Beyond CRuby: True Parallel Ruby with JRuby and TruffleRuby (Part 4)

Throughout this series, we’ve explored CRuby’s concurrency model - threads limited by the GVL, cooperative Fibers, and isolated Ractors. But what if you could have threads that truly run in parallel across multiple CPU cores?

Breaking Free from the GVL

While CRuby implements the Global VM Lock for thread safety, Ruby the language doesn’t mandate this. Alternative Ruby implementations can and do provide true parallel threading:

  • JRuby: Ruby on the Java Virtual Machine with real parallel threads
  • TruffleRuby: High-performance Ruby with parallel execution via GraalVM

Let’s explore how these implementations deliver the parallelism that CRuby can’t.

JRuby: Ruby on the JVM

JRuby runs Ruby code on the Java Virtual Machine, leveraging Java’s mature threading model. This means threads in JRuby are actual OS threads that can execute Ruby code simultaneously.

Setting Up JRuby

First, ensure you have Java installed (JRuby requires Java 8 or higher):

1
2
3
4
5
# Check Java version
java -version

# Install Java if needed (macOS example)
brew install openjdk@17

Then install JRuby:

1
2
3
4
5
6
7
8
9
10
11
# Using mise
mise install ruby@jruby-9.4.13.0
mise use ruby@jruby-9.4.13.0

# Using rbenv
rbenv install jruby-9.4.13.0
rbenv local jruby-9.4.13.0

# Or using RVM
rvm install jruby
rvm use jruby

True Parallel Execution

Remember our CPU-intensive Fibonacci example from Part 1? Let’s see how it performs with JRuby:

1
2
3
4
5
6
7
8
9
10
11
12
13
14
15
16
17
18
19
20
21
22
23
24
25
26
27
28
29
30
31
32
33
require 'benchmark'

def fibonacci(n)
  return n if n <= 1
  fibonacci(n - 1) + fibonacci(n - 2)
end

# Single-threaded
time1 = Benchmark.realtime do
  4.times { fibonacci(35) }
end

# Multi-threaded
time2 = Benchmark.realtime do
  threads = 4.times.map do
    Thread.new { fibonacci(35) }
  end
  threads.each(&:join)
end

puts "Single-threaded: #{time1.round(2)}s"
puts "Multi-threaded: #{time2.round(2)}s"
puts "Speedup: #{(time1/time2).round(2)}x"

# JRuby Output:
# Single-threaded: 1.95s
# Multi-threaded: 0.51s
# Speedup: 3.78x

# CRuby Output (for comparison):
# Single-threaded: 2.93s
# Multi-threaded: 2.84s
# Speedup: 1.03x

JRuby achieves nearly 4x speedup on a 4-core machine - true parallel execution!

Thread Safety Becomes Critical

With real parallelism comes real danger.
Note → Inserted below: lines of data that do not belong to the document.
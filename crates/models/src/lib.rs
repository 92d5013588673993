//! Data model for the user/group directory.
//! - `User`: the fixed four-field user record and its structural validator.
//! - `group`: group membership helpers.
//! - `Document`: the aggregate persisted as a single JSON file.

pub mod errors;
pub mod user;
pub mod group;
pub mod document;

pub use document::Document;
pub use errors::ModelError;
pub use user::User;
Race conditions that might be hidden in CRuby become visible in JRuby:

1
2
3
4
5
6
7
8
9
10
11
12
13
14
15
16
# This code is MORE dangerous in JRuby!
counter = 0

threads = 100.times.map do
  Thread.new do
    1000.times do
      counter += 1  # Multiple threads REALLY access this simultaneously
    end
  end
end

threads.each(&:join)
puts "Counter: #{counter}"

# CRuby: Often gets close to 100,000 (GVL provides some protection)
# JRuby: Counter: 68371 (or similar) - real race conditions!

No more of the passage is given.